A shrug is a gesture or posture performed by raising both shoulders. In certain countries, it is a representation of an individual either being indifferent about something or not knowing an answer to a question.

==Shrugging==
The shoulder-raising action may be accompanied by rotating the palms upwards, pulling closed lips downwards, raising the eyebrows or tilting the head to one side. A shrug is an emblem, meaning that it integrates the vocabulary of only certain cultures and may be used in place of words. In many countries, such as the United States, Sweden and Morocco, a shrug represents hesitation or lack of knowledge; however, in other countries, such as Japan and China, shrugging is uncommon and is not used to show hesitation.
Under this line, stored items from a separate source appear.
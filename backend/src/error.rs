//! Error handling for the Steward engine and its admin API
//!
//! `WorkflowError` is the engine-level taxonomy; `AppError` maps it onto the
//! HTTP error body returned by the admin routes.

use axum::{
    http::StatusCode,
    response::{IntoResponse, Response},
    Json,
};
use serde::{Deserialize, Serialize};
use std::collections::HashMap;
use std::time::Duration;
use thiserror::Error;

/// Errors raised by the workflow engine and its collaborators
#[derive(Error, Debug)]
pub enum WorkflowError {
    /// Rejected definition: unknown step/condition type, bad parameter, negative position.
    #[error("Invalid configuration: {0}")]
    InvalidConfiguration(String),
    #[error("{0} not found")]
    NotFound(String),
    #[error("Conflict: {0}")]
    Conflict(String),
    #[error("Step execution failed: {0}")]
    Execution(String),
    #[error("Step timed out after {0:?}")]
    Timeout(Duration),
    #[error("Database error: {0}")]
    Database(#[from] sqlx::Error),
    #[error("Scheduler error: {0}")]
    Scheduler(String),
}

impl WorkflowError {
    pub fn invalid(message: impl Into<String>) -> Self {
        Self::InvalidConfiguration(message.into())
    }

    pub fn execution(message: impl Into<String>) -> Self {
        Self::Execution(message.into())
    }

    /// Execution errors and timeouts are retried by the engine; everything else is surfaced.
    pub fn is_retryable(&self) -> bool {
        matches!(self, Self::Execution(_) | Self::Timeout(_) | Self::Database(_))
    }
}

pub type WorkflowResult<T> = Result<T, WorkflowError>;

/// Standard API error response
#[derive(Debug, Serialize, Deserialize)]
pub struct ApiError {
    /// Error code (e.g., "VALIDATION_ERROR", "NOT_FOUND")
    pub code: String,
    /// Human-readable error message
    pub message: String,
    /// Optional field-level errors for validation
    #[serde(skip_serializing_if = "Option::is_none")]
    pub details: Option<HashMap<String, Vec<String>>>,
    /// ISO 8601 timestamp
    pub timestamp: String,
}

impl ApiError {
    pub fn new(code: impl Into<String>, message: impl Into<String>) -> Self {
        Self {
            code: code.into(),
            message: message.into(),
            details: None,
            timestamp: chrono::Utc::now().to_rfc3339(),
        }
    }
}

/// Application error type that can be converted to HTTP responses
#[derive(Debug)]
pub enum AppError {
    NotFound(String),
    Conflict(String),
    ValidationError { details: HashMap<String, Vec<String>> },
    BadRequest(String),
    InternalError(String),
    DatabaseError(String),
}

impl AppError {
    /// Get the HTTP status code for this error
    pub fn status_code(&self) -> StatusCode {
        match self {
            Self::NotFound(_) => StatusCode::NOT_FOUND,
            Self::Conflict(_) => StatusCode::CONFLICT,
            Self::ValidationError { .. } => StatusCode::UNPROCESSABLE_ENTITY,
            Self::BadRequest(_) => StatusCode::BAD_REQUEST,
            Self::InternalError(_) | Self::DatabaseError(_) => StatusCode::INTERNAL_SERVER_ERROR,
        }
    }

    /// Get the error code string
    pub fn error_code(&self) -> &'static str {
        match self {
            Self::NotFound(_) => "NOT_FOUND",
            Self::Conflict(_) => "CONFLICT",
            Self::ValidationError { .. } => "VALIDATION_ERROR",
            Self::BadRequest(_) => "BAD_REQUEST",
            Self::InternalError(_) => "INTERNAL_ERROR",
            Self::DatabaseError(_) => "DATABASE_ERROR",
        }
    }

    /// Get the error message
    pub fn message(&self) -> String {
        match self {
            Self::NotFound(resource) => format!("{} not found", resource),
            Self::Conflict(msg) => msg.clone(),
            Self::ValidationError { .. } => "Validation failed".to_string(),
            Self::BadRequest(msg) => msg.clone(),
            Self::InternalError(msg) => {
                tracing::error!("Internal error: {}", msg);
                "An internal error occurred".to_string()
            }
            Self::DatabaseError(msg) => {
                tracing::error!("Database error: {}", msg);
                "A database error occurred".to_string()
            }
        }
    }
}

impl IntoResponse for AppError {
    fn into_response(self) -> Response {
        let status = self.status_code();
        let mut error = ApiError::new(self.error_code(), self.message());

        if let Self::ValidationError { details } = &self {
            error.details = Some(details.clone());
        }

        (status, Json(error)).into_response()
    }
}

impl From<sqlx::Error> for AppError {
    fn from(err: sqlx::Error) -> Self {
        match err {
            sqlx::Error::RowNotFound => Self::NotFound("Resource".to_string()),
            _ => Self::DatabaseError(err.to_string()),
        }
    }
}

impl From<WorkflowError> for AppError {
    fn from(err: WorkflowError) -> Self {
        match err {
            WorkflowError::InvalidConfiguration(msg) => Self::BadRequest(msg),
            WorkflowError::NotFound(what) => Self::NotFound(what),
            WorkflowError::Conflict(msg) => Self::Conflict(msg),
            WorkflowError::Database(e) => e.into(),
            other => Self::InternalError(other.to_string()),
        }
    }
}

/// Result type alias for handlers
pub type ApiResult<T> = Result<T, AppError>;

/// Helper to add multiple validation errors
pub struct ValidationBuilder {
    details: HashMap<String, Vec<String>>,
}

impl ValidationBuilder {
    pub fn new() -> Self {
        Self {
            details: HashMap::new(),
        }
    }

    pub fn error(mut self, field: &str, message: &str) -> Self {
        self.details
            .entry(field.to_string())
            .or_default()
            .push(message.to_string());
        self
    }

    pub fn error_if(self, condition: bool, field: &str, message: &str) -> Self {
        if condition { self.error(field, message) } else { self }
    }

    pub fn build(self) -> Option<AppError> {
        if self.details.is_empty() {
            None
        } else {
            Some(AppError::ValidationError {
                details: self.details,
            })
        }
    }
}

impl Default for ValidationBuilder {
    fn default() -> Self {
        Self::new()
    }
}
People from the Philippines, Iran and Iraq may interpret a shrug as a somewhat impolite sign of confidence.

== Gallic shrug ==
The Gallic shrug, "generally a nuanced gesture with myriad meanings", is performed by sticking out your lower lip, raising your eyebrows and shoulders simultaneously, and voicing a nonchalant bof.

==Emoji==
The shrug gesture is a Unicode emoji included as .
The shrug emoticon, better known as the shruggie, made from Unicode characters, is also typed as ¯\_(ツ)_/¯, where "ツ" is the character tsu from Japanese katakana.

== Exercises ==

Diagram showing how to do shoulder shrugs after breast reconstruction surgery

Shrugging exercises can be used to strengthen one's trapezius muscle. Some exercises include:

- A shoulder shrug involves holding weights in one's hands and shrugging one's shoulders up, but without rolling them.
- A Hise shrug, so named for its inventor Joseph Curtis Hise (fl. 1930s – died 1972), involves putting a barbell behind one's neck and shrugging.
- An upward rotation shrug involves performing a shrug with 30 degrees of glenohumeral abduction.